Evidence of Ms Millan

  1.   MR DOCTOR KC:  You are Joanna Millan?  If you just briefly tell the Committee a little bit about your history and then your attitude towards the Holocaust and learning centre that is being proposed.
  2.   MS MILLAN:  Right, thank you.  My name is Joanna Millan.  My birth name was Bela Rosenthal.  I was born in Berlin.  I was deported to Theresienstadt and I was therefore two years.  Both my parents were killed and my only surviving grandmother also was killed in Auschwitz. 
  3.   I came to England in 1945, one of the Windermere children, and I came with nobody, an orphan, with nothing, absolutely nothing.  Nobody had told us we were liberated so going on a military plane with military uniforms was very, very frightening. 

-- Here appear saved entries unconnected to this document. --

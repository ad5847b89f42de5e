//! Core data model types for aptiq.
//!
//! These are the fundamental types the whole engine shares: questions and
//! their classification enums, per-question answer slots, and the finished
//! session record that ends up in the archive.

use std::collections::BTreeSet;
use std::fmt;
use std::str::FromStr;

use chrono::{DateTime, Utc};
use serde::{Deserialize, Serialize};
use uuid::Uuid;

/// A single multiple-choice question from the question bank.
#[derive(Debug, Clone, PartialEq, Eq, Serialize, Deserialize)]
pub struct Question {
    /// Unique identifier for this question.
    pub id: String,
    /// Prompt shown to the user.
    pub text: String,
    /// What kind of thinking the question exercises.
    #[serde(rename = "type")]
    pub kind: QuestionType,
    /// Topic the question belongs to.
    pub category: Category,
    /// Answer texts, in display order.
    pub options: Vec<String>,
    /// Index into `options` of the correct answer.
    pub correct_answer_index: usize,
    /// Shown after the question is answered or times out.
    #[serde(default)]
    pub explanation: String,
    pub difficulty: Difficulty,
    /// Base score value.
    pub points: u32,
    /// Per-question countdown duration.
    pub time_limit_secs: u32,
    #[serde(default)]
    pub hints: Vec<String>,
    /// Free-form discovery tags.
    #[serde(default)]
    pub tags: BTreeSet<String>,
}

impl Question {
    /// Check the record invariants: a non-empty option list, an in-range
    /// correct index, and positive points and time limit.
    pub fn check_invariants(&self) -> Result<(), String> {
        if self.options.is_empty() {
            return Err("options must not be empty".into());
        }
        if self.correct_answer_index >= self.options.len() {
            return Err(format!(
                "correct_answer_index {} out of range for {} options",
                self.correct_answer_index,
                self.options.len()
            ));
        }
        if self.points == 0 {
            return Err("points must be positive".into());
        }
        if self.time_limit_secs == 0 {
            return Err("time_limit_secs must be positive".into());
        }
        Ok(())
    }

    /// Returns `true` if `option` is the correct answer.
    pub fn is_correct(&self, option: usize) -> bool {
        option == self.correct_answer_index
    }

    /// Text of the correct option; empty if the index is out of range.
    pub fn correct_answer(&self) -> &str {
        self.options
            .get(self.correct_answer_index)
            .map_or("", String::as_str)
    }
}

/// The kind of reasoning a question exercises.
#[derive(Debug, Clone, Copy, PartialEq, Eq, Hash, PartialOrd, Ord, Serialize, Deserialize)]
#[serde(rename_all = "snake_case")]
pub enum QuestionType {
    Visual,
    Logical,
    Numerical,
    Verbal,
    Pattern,
    Spatial,
}

impl QuestionType {
    pub const ALL: [QuestionType; 6] = [
        QuestionType::Visual,
        QuestionType::Logical,
        QuestionType::Numerical,
        QuestionType::Verbal,
        QuestionType::Pattern,
        QuestionType::Spatial,
    ];

    pub fn as_str(&self) -> &'static str {
        match self {
            QuestionType::Visual => "visual",
            QuestionType::Logical => "logical",
            QuestionType::Numerical => "numerical",
            QuestionType::Verbal => "verbal",
            QuestionType::Pattern => "pattern",
            QuestionType::Spatial => "spatial",
        }
    }
}

impl fmt::Display for QuestionType {
    fn fmt(&self, f: &mut fmt::Formatter<'_>) -> fmt::Result {
        f.write_str(self.as_str())
    }
}

impl FromStr for QuestionType {
    type Err = String;

    fn from_str(s: &str) -> Result<Self, Self::Err> {
        let lower = s.to_lowercase();
        QuestionType::ALL
            .into_iter()
            .find(|t| t.as_str() == lower)
            .ok_or_else(|| format!("unknown question type: {s}"))
    }
}

/// Topic a question belongs to.
#[derive(Debug, Clone, Copy, PartialEq, Eq, Hash, PartialOrd, Ord, Serialize, Deserialize)]
#[serde(rename_all = "snake_case")]
pub enum Category {
    Reasoning,
    Quantitative,
    English,
    GeneralKnowledge,
    DataInterpretation,
}

impl Category {
    pub const ALL: [Category; 5] = [
        Category::Reasoning,
        Category::Quantitative,
        Category::English,
        Category::GeneralKnowledge,
        Category::DataInterpretation,
    ];

    pub fn as_str(&self) -> &'static str {
        match self {
            Category::Reasoning => "reasoning",
            Category::Quantitative => "quantitative",
            Category::English => "english",
            Category::GeneralKnowledge => "general_knowledge",
            Category::DataInterpretation => "data_interpretation",
        }
    }
}

impl fmt::Display for Category {
    fn fmt(&self, f: &mut fmt::Formatter<'_>) -> fmt::Result {
        f.write_str(self.as_str())
    }
}

impl FromStr for Category {
    type Err = String;

    fn from_str(s: &str) -> Result<Self, Self::Err> {
        match s.to_lowercase().replace('-', "_").as_str() {
            "reasoning" => Ok(Category::Reasoning),
            "quantitative" | "quant" => Ok(Category::Quantitative),
            "english" => Ok(Category::English),
            "general_knowledge" | "gk" => Ok(Category::GeneralKnowledge),
            "data_interpretation" | "di" => Ok(Category::DataInterpretation),
            other => Err(format!("unknown category: {other}")),
        }
    }
}

/// Difficulty tier.
#[derive(Debug, Clone, Copy, PartialEq, Eq, Hash, PartialOrd, Ord, Serialize, Deserialize)]
#[serde(rename_all = "lowercase")]
pub enum Difficulty {
    Easy,
    Medium,
    Hard,
}

impl Difficulty {
    pub const ALL: [Difficulty; 3] = [Difficulty::Easy, Difficulty::Medium, Difficulty::Hard];

    pub fn as_str(&self) -> &'static str {
        match self {
            Difficulty::Easy => "easy",
            Difficulty::Medium => "medium",
            Difficulty::Hard => "hard",
        }
    }

    /// Base points used when a bank entry does not set `points`.
    pub fn default_points(&self) -> u32 {
        match self {
            Difficulty::Easy => 100,
            Difficulty::Medium => 150,
            Difficulty::Hard => 200,
        }
    }

    /// Countdown used when a bank entry does not set `time_limit_secs`.
    pub fn default_time_limit_secs(&self) -> u32 {
        match self {
            Difficulty::Easy => 30,
            Difficulty::Medium => 45,
            Difficulty::Hard => 60,
        }
    }
}

impl fmt::Display for Difficulty {
    fn fmt(&self, f: &mut fmt::Formatter<'_>) -> fmt::Result {
        f.write_str(self.as_str())
    }
}

impl FromStr for Difficulty {
    type Err = String;

    fn from_str(s: &str) -> Result<Self, Self::Err> {
        match s.to_lowercase().as_str() {
            "easy" => Ok(Difficulty::Easy),
            "medium" => Ok(Difficulty::Medium),
            "hard" => Ok(Difficulty::Hard),
            other => Err(format!("unknown difficulty: {other}")),
        }
    }
}

/// What happened to one question of a session.
#[derive(Debug, Clone, Copy, PartialEq, Eq, Default, Serialize, Deserialize)]
#[serde(tag = "state", content = "option", rename_all = "snake_case")]
pub enum AnsweredSlot {
    #[default]
    Unanswered,
    Selected(usize),
    /// The clock ran out before an option was chosen.
    TimedOut,
}

impl AnsweredSlot {
    pub fn is_resolved(&self) -> bool {
        !matches!(self, AnsweredSlot::Unanswered)
    }
}

/// An answer slot plus the clock reading and score delta it produced.
#[derive(Debug, Clone, Copy, PartialEq, Eq, Default, Serialize, Deserialize)]
pub struct AnswerRecord {
    pub slot: AnsweredSlot,
    /// Seconds left on the question clock when the slot was resolved.
    #[serde(default)]
    pub time_remaining_secs: u32,
    /// Points added to (or removed from) the running score.
    #[serde(default)]
    pub delta: i64,
}

/// A finished quiz run, as handed to the archive.
#[derive(Debug, Clone, PartialEq, Serialize, Deserialize)]
pub struct SessionRecord {
    pub id: Uuid,
    pub user_id: String,
    /// Questions as they were when the session started.
    pub questions: Vec<Question>,
    /// One entry per question, same order.
    pub answers: Vec<AnswerRecord>,
    /// Raw cumulative score. May be negative.
    pub score: i64,
    pub started_at: DateTime<Utc>,
    #[serde(default)]
    pub ended_at: Option<DateTime<Utc>>,
    pub completed: bool,
}

impl SessionRecord {
    /// Score as shown to the user, never below zero.
    pub fn display_score(&self) -> i64 {
        crate::scoring::display_score(self.score)
    }

    /// Iterate questions together with their answer records.
    pub fn results(&self) -> impl Iterator<Item = (&Question, &AnswerRecord)> {
        self.questions.iter().zip(self.answers.iter())
    }

    pub fn correct_count(&self) -> usize {
        self.results()
            .filter(|(q, a)| matches!(a.slot, AnsweredSlot::Selected(k) if q.is_correct(k)))
            .count()
    }

    /// Fraction of questions answered correctly, in `[0, 1]`.
    pub fn accuracy(&self) -> f64 {
        if self.questions.is_empty() {
            0.0
        } else {
            self.correct_count() as f64 / self.questions.len() as f64
        }
    }
}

  4.   When we arrived in England, I didn’t know what was going to happen to us and we were six very young children.  Nobody expected us to survive.  No provision was made for us but eventually, through the good offices of Anna Freud, a place was found for us in the south of England and eventually went to a children’s home in Lingfield and later adopted by a Jewish family in London who were very anglicised. 

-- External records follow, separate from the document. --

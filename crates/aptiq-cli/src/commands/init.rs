//! The `aptiq init` command.

use anyhow::Result;

pub fn execute() -> Result<()> {
    if std::path::Path::new("aptiq.toml").exists() {
        println!("aptiq.toml already exists, skipping.");
    } else {
        std::fs::write("aptiq.toml", SAMPLE_CONFIG)?;
        println!("Created aptiq.toml");
    }

    std::fs::create_dir_all("banks")?;
    let sample_path = std::path::Path::new("banks/sample.toml");
    if sample_path.exists() {
        println!("banks/sample.toml already exists, skipping.");
    } else {
        std::fs::write(sample_path, SAMPLE_BANK)?;
        println!("Created banks/sample.toml");
    }

    println!("\nNext steps:");
    println!("  1. Run: aptiq validate --bank banks/sample.toml");
    println!("  2. Run: aptiq seed");
    println!("  3. Run: aptiq play --user <name> --mixed");

    Ok(())
}

const SAMPLE_CONFIG: &str = r#"# aptiq configuration

# Seed from your own bank instead of the bundled one.
# question_bank = "banks"

[storage]
backend = "sqlite"
path = "${HOME}/.local/share/aptiq/aptiq.db"

[quiz]
reveal_delay_ms = 3000
history_limit = 10

[sampling]
easy = 0.4
medium = 0.4
hard = 0.2
# seed = 42
"#;

const SAMPLE_BANK: &str = r#"[bank]
id = "sample"
name = "Sample Bank"
description = "A few questions to start your own bank from"

[[questions]]
id = "sample-speed"
text = "A car covers 120 km in 2 hours. What is its average speed?"
type = "numerical"
category = "quantitative"
options = ["40 km/h", "60 km/h", "80 km/h", "240 km/h"]
correct_answer_index = 1
explanation = "Speed = distance / time = 120 / 2 = 60 km/h."
difficulty = "easy"
tags = ["speed", "arithmetic"]

[[questions]]
id = "sample-series"
text = "What comes next: 2, 6, 12, 20, 30, ?"
type = "pattern"
category = "reasoning"
options = ["36", "40", "42", "48"]
correct_answer_index = 2
explanation = "Differences grow by 2: +4, +6, +8, +10, +12."
difficulty = "medium"
hints = ["Look at the differences between terms."]
tags = ["series"]

[[questions]]
id = "sample-synonym"
text = "Choose the word closest in meaning to 'LACONIC'."
type = "verbal"
category = "english"
options = ["Talkative", "Concise", "Lazy", "Gloomy"]
correct_answer_index = 1
explanation = "Laconic means using very few words."
difficulty = "hard"
points = 250
time_limit_secs = 40
tags = ["vocabulary"]
"#;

  5.   So, growing up in London, I had to hide my identity and they changed my name.  I was not to talk about the past.  I was their child and nothing was ever talked about the past until I was grown up. 
  6.   Now, I have been talking about the Holocaust for over 30 years now.  I have been speaking in schools and I am sorry to say, I do not really see any change in attitudes, despite all my efforts.  I have spoken to thousands and thousands of children in those 30 years.  I do not see any change.  Holocaust education, somehow, does not seem to be working.

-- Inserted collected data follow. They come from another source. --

//! Question sampling for quiz runs.
//!
//! Sampling is shuffle-then-truncate so a draw never repeats a question.
//! The random source is a seedable [`StdRng`] owned by the sampler, which
//! makes every sampling path reproducible in tests.

use std::sync::Mutex;

use rand::rngs::StdRng;
use rand::seq::SliceRandom;
use rand::{Rng, SeedableRng};
use serde::{Deserialize, Serialize};

use crate::model::{Difficulty, Question};

/// Shuffle `all` (Fisher–Yates) and keep the first `n` items.
///
/// Returns `min(n, all.len())` items, each input item at most once.
pub fn random_subset<T, R: Rng + ?Sized>(mut all: Vec<T>, n: usize, rng: &mut R) -> Vec<T> {
    all.shuffle(rng);
    all.truncate(n);
    all
}

/// Proportions of easy, medium, and hard questions in a mixed draw.
#[derive(Debug, Clone, Copy, PartialEq, Serialize, Deserialize)]
pub struct MixRatio {
    #[serde(default = "default_easy")]
    pub easy: f64,
    #[serde(default = "default_medium")]
    pub medium: f64,
    #[serde(default = "default_hard")]
    pub hard: f64,
}

fn default_easy() -> f64 {
    0.4
}
fn default_medium() -> f64 {
    0.4
}
fn default_hard() -> f64 {
    0.2
}

impl Default for MixRatio {
    fn default() -> Self {
        Self {
            easy: default_easy(),
            medium: default_medium(),
            hard: default_hard(),
        }
    }
}

impl MixRatio {
    pub fn ratio(&self, difficulty: Difficulty) -> f64 {
        match difficulty {
            Difficulty::Easy => self.easy,
            Difficulty::Medium => self.medium,
            Difficulty::Hard => self.hard,
        }
    }

    /// Requested size of each difficulty bucket for a draw of `n`,
    /// `ceil(n * ratio)` per bucket. Ratios are clamped to `0.0..=1.0`, so
    /// no bucket asks for more than `n`.
    pub fn bucket_sizes(&self, n: usize) -> [(Difficulty, usize); 3] {
        Difficulty::ALL.map(|d| {
            // Ratios go through basis points so the ceiling is not thrown
            // off by float representation (10 * 0.4 must be 4, not 5).
            let bp = (self.ratio(d).clamp(0.0, 1.0) * 10_000.0).round() as u128;
            let want = (n as u128 * bp).div_ceil(10_000);
            (d, usize::try_from(want).unwrap_or(n))
        })
    }

    /// Check that every ratio lies in `0.0..=1.0` and at least one is
    /// positive.
    pub fn validate(&self) -> Result<(), String> {
        let ratios = [self.easy, self.medium, self.hard];
        if ratios.iter().any(|r| !(0.0..=1.0).contains(r)) {
            return Err("mix ratios must be between 0.0 and 1.0".into());
        }
        if ratios.iter().sum::<f64>() <= 0.0 {
            return Err("at least one mix ratio must be positive".into());
        }
        Ok(())
    }
}

/// Draw a difficulty-proportioned set of up to `n` questions from `all`.
///
/// Each difficulty bucket is sampled independently, the buckets are
/// concatenated, reshuffled, and truncated to `n`. A bucket smaller than
/// its share yields fewer questions; other buckets do not make up the
/// difference, so the result can be shorter than `n`.
pub fn mixed_composition<R: Rng + ?Sized>(
    all: Vec<Question>,
    n: usize,
    mix: &MixRatio,
    rng: &mut R,
) -> Vec<Question> {
    let mut buckets: [Vec<Question>; 3] = Default::default();
    for question in all {
        let slot = match question.difficulty {
            Difficulty::Easy => 0,
            Difficulty::Medium => 1,
            Difficulty::Hard => 2,
        };
        buckets[slot].push(question);
    }

    let total: usize = buckets.iter().map(Vec::len).sum();
    let mut drawn = Vec::with_capacity(n.min(total));
    for ((difficulty, want), bucket) in mix.bucket_sizes(n).into_iter().zip(buckets) {
        let have = bucket.len();
        if have < want {
            tracing::debug!("{difficulty} bucket short: wanted {want}, have {have}");
        }
        drawn.extend(random_subset(bucket, want.min(have), rng));
    }

    random_subset(drawn, n, rng)
}

/// Sampler owning the random source used for every draw.
pub struct QuestionSampler {
    rng: Mutex<StdRng>,
    mix: MixRatio,
}

impl QuestionSampler {
    /// Create a sampler; `seed` makes every draw reproducible, `None` seeds
    /// from OS entropy.
    pub fn new(mix: MixRatio, seed: Option<u64>) -> Self {
        let rng = match seed {
            Some(seed) => StdRng::seed_from_u64(seed),
            None => StdRng::from_entropy(),
        };
        Self {
            rng: Mutex::new(rng),
            mix,
        }
    }

    /// Default mix with a fixed seed.
    pub fn seeded(seed: u64) -> Self {
        Self::new(MixRatio::default(), Some(seed))
    }

    pub fn mix(&self) -> &MixRatio {
        &self.mix
    }

    pub fn random_subset<T>(&self, all: Vec<T>, n: usize) -> Vec<T> {
        self.with_rng(|rng| random_subset(all, n, rng))
    }

    pub fn mixed_composition(&self, all: Vec<Question>, n: usize) -> Vec<Question> {
        let mix = self.mix;
        self.with_rng(|rng| mixed_composition(all, n, &mix, rng))
    }

    fn with_rng<T>(&self, f: impl FnOnce(&mut StdRng) -> T) -> T {
        // A panic while holding the lock cannot leave the RNG in a state
        // that matters, so recover from poisoning.
        let mut rng = self.rng.lock().unwrap_or_else(|e| e.into_inner());
        f(&mut *rng)
    }
}

impl Default for QuestionSampler {
    fn default() -> Self {
        Self::new(MixRatio::default(), None)
    }
}

#[cfg(test)]
mod tests {
    use std::collections::HashSet;

    use super::*;
    use crate::model::fixtures::corpus;

    fn ids(questions: &[Question]) -> Vec<String> {
        questions.iter().map(|q| q.id.clone()).collect()
    }

    #[test]
    fn random_subset_is_permutation_then_truncate() {
        let all = corpus(5, 5, 5);
        let input: HashSet<_> = ids(&all).into_iter().collect();
        let mut rng = StdRng::seed_from_u64(7);

        for n in [0, 1, 7, 15, 40] {
            let out = random_subset(all.clone(), n, &mut rng);
            assert_eq!(out.len(), n.min(all.len()));
            let unique: HashSet<_> = ids(&out).into_iter().collect();
            assert_eq!(unique.len(), out.len(), "repeat in draw of {n}");
            assert!(unique.is_subset(&input));
        }

        let full = random_subset(all.clone(), all.len(), &mut rng);
        let mut sorted_in = ids(&all);
        let mut sorted_out = ids(&full);
        sorted_in.sort();
        sorted_out.sort();
        assert_eq!(sorted_in, sorted_out);
    }

    #[test]
    fn same_seed_same_draw() {
        let a = QuestionSampler::seeded(42).random_subset(corpus(4, 4, 4), 6);
        let b = QuestionSampler::seeded(42).random_subset(corpus(4, 4, 4), 6);
        assert_eq!(ids(&a), ids(&b));
    }

    #[test]
    fn bucket_sizes_use_ceiling() {
        let mix = MixRatio::default();
        assert_eq!(
            mix.bucket_sizes(10),
            [
                (Difficulty::Easy, 4),
                (Difficulty::Medium, 4),
                (Difficulty::Hard, 2)
            ]
        );
        // 7 * 0.4 = 2.8 -> 3, 7 * 0.2 = 1.4 -> 2
        assert_eq!(
            mix.bucket_sizes(7),
            [
                (Difficulty::Easy, 3),
                (Difficulty::Medium, 3),
                (Difficulty::Hard, 2)
            ]
        );
        assert_eq!(mix.bucket_sizes(0).map(|(_, n)| n), [0, 0, 0]);
    }

    #[test]
    fn mixed_composition_of_ten() {
        let sampler = QuestionSampler::seeded(1);
        let out = sampler.mixed_composition(corpus(4, 4, 2), 10);
        assert_eq!(out.len(), 10);
        let unique: HashSet<_> = ids(&out).into_iter().collect();
        assert_eq!(unique.len(), 10);
    }

    #[test]
    fn mixed_composition_respects_proportions() {
        let sampler = QuestionSampler::seeded(3);
        let out = sampler.mixed_composition(corpus(20, 20, 20), 10);
        let count = |d| out.iter().filter(|q| q.difficulty == d).count();
        assert_eq!(count(Difficulty::Easy), 4);
        assert_eq!(count(Difficulty::Medium), 4);
        assert_eq!(count(Difficulty::Hard), 2);
    }

    #[test]
    fn mixed_composition_does_not_backfill_short_bucket() {
        let sampler = QuestionSampler::seeded(9);
        // Only one hard question where two are wanted.
        let out = sampler.mixed_composition(corpus(10, 10, 1), 10);
        assert_eq!(out.len(), 9);
        assert_eq!(
            out.iter()
                .filter(|q| q.difficulty == Difficulty::Hard)
                .count(),
            1
        );
    }

    #[test]
    fn mixed_composition_truncates_ceiling_overshoot() {
        // Buckets of 3 + 3 + 2 = 8 are drawn for n = 7.
        let sampler = QuestionSampler::seeded(5);
        let out = sampler.mixed_composition(corpus(10, 10, 10), 7);
        assert_eq!(out.len(), 7);
    }

    #[test]
    fn mix_validation() {
        assert!(MixRatio::default().validate().is_ok());
        let negative = MixRatio {
            easy: -0.1,
            ..Default::default()
        };
        assert!(negative.validate().is_err());
        let zero = MixRatio {
            easy: 0.0,
            medium: 0.0,
            hard: 0.0,
        };
        assert!(zero.validate().is_err());
        let huge = MixRatio {
            easy: 1e300,
            ..Default::default()
        };
        assert!(huge.validate().is_err());
        let nan = MixRatio {
            hard: f64::NAN,
            ..Default::default()
        };
        assert!(nan.validate().is_err());
    }

    #[test]
    fn huge_count_returns_whole_short_corpus() {
        let sampler = QuestionSampler::seeded(2);
        for n in [usize::MAX, usize::MAX / 20_000] {
            let out = sampler.mixed_composition(corpus(4, 4, 2), n);
            assert_eq!(out.len(), 10, "draw of {n}");
            let unique: HashSet<_> = ids(&out).into_iter().collect();
            assert_eq!(unique.len(), 10);
        }
    }

    #[test]
    fn bucket_sizes_never_exceed_count() {
        let greedy = MixRatio {
            easy: 1e300,
            medium: 0.4,
            hard: 0.2,
        };
        let sizes = greedy.bucket_sizes(usize::MAX).map(|(_, n)| n);
        assert_eq!(sizes[0], usize::MAX);
        assert_eq!(greedy.bucket_sizes(10).map(|(_, n)| n), [10, 4, 2]);
    }
}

  7.   So, I endorse all the previous speakers’ comments so I will not bore you with those.  But I would add that the cost of this memorial, first of all, has been kept a fairly closely guarded secretary.  Obviously escalating in cost over the years.  I feel that this is a lot of money.  I think that the non-Jewish community, the wider community, if they knew how much it was going to cost, I think it would cause more anti-Semitism saying, ‘Why should all this money be spent on Jews?  What about our hospitals and all the rest of it?’ 
  8.   I think not much is known that – I believe and correct me if I am wrong – that the Jewish community are committed to contributing to the cost, and again, that is not well known and it is diverting much needed funds away from our community.  For example, the closing of the Jewish Museum and our other brilliant services are starved of money.  Certainly, the museum was award winning.  It is a brilliant museum.  The Jewish community cannot sustain that sort of cost.
  9.   And second of all, the underground part of the memorial.  Well, I do not know about you but I have lived in this area for many years and every so often, all the basements are flooded.  The woodwork is warped, the paperwork is mouldy.  That site is not suitable for an underground memorial of any sort, a learning centre.  And I agree, it is far too small.  We do have currently excellent memorial facilities and I really think the underground bit should be shelved. 
  10.   I have been to Berlin; I do not know if you have been to the memorial there.  Whenever I speak to people who’ve been there, and they see the stones and I say, ‘Oh, did you go to the museum underneath?’, nobody has.  Nobody.  I have to point it out, ‘Did you know there’s a museum underneath?’  What is the point of the stones?  What is the point of the memorial on top if you do not know what it is about?  Like this toast rack – what is it about?  So, it does not fulfil its purpose.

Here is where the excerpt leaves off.